(What you need to do): The line containing "from month-to-date spend." marks the end: write out exactly every line from the first line of the data below through that line, and only those.

:: Excerpted records ::

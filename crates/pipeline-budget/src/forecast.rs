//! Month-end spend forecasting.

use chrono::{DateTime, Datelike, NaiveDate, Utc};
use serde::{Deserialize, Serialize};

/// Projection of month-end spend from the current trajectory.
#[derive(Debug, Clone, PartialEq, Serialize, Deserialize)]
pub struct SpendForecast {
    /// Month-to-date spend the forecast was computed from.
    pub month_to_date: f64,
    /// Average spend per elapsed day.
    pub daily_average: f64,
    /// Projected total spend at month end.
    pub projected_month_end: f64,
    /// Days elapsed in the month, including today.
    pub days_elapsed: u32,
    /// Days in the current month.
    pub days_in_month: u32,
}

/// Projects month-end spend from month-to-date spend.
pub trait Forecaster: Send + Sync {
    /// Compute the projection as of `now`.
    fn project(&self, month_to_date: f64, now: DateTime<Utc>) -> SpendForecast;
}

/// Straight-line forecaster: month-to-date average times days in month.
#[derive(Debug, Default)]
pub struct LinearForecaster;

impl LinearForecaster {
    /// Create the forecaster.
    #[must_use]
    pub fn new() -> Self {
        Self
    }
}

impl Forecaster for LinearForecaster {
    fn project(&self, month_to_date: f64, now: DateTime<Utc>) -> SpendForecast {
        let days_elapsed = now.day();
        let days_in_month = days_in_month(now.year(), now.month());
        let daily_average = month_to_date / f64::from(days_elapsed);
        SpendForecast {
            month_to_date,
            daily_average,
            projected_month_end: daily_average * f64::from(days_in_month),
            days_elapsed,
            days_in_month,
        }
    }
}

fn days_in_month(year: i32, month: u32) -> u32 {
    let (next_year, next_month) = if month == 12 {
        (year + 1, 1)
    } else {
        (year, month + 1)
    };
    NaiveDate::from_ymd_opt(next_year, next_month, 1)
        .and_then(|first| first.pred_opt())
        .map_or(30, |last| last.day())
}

:::

(Response):
filename crates/pipeline-budget/src/forecast.rs
//! Month-end spend forecasting.

use chrono::{DateTime, Datelike, NaiveDate, Utc};
use serde::{Deserialize, Serialize};

/// Projection of month-end spend from the current trajectory.
#[derive(Debug, Clone, PartialEq, Serialize, Deserialize)]
pub struct SpendForecast {
    /// Month-to-date spend the forecast was computed from.
    pub month_to_date: f64,
    /// Average spend per elapsed day.
    pub daily_average: f64,
    /// Projected total spend at month end.
    pub projected_month_end: f64,
    /// Days elapsed in the month, including today.
    pub days_elapsed: u32,
    /// Days in the current month.
    pub days_in_month: u32,
}

/// Projects month-end spend from month-to-date spend.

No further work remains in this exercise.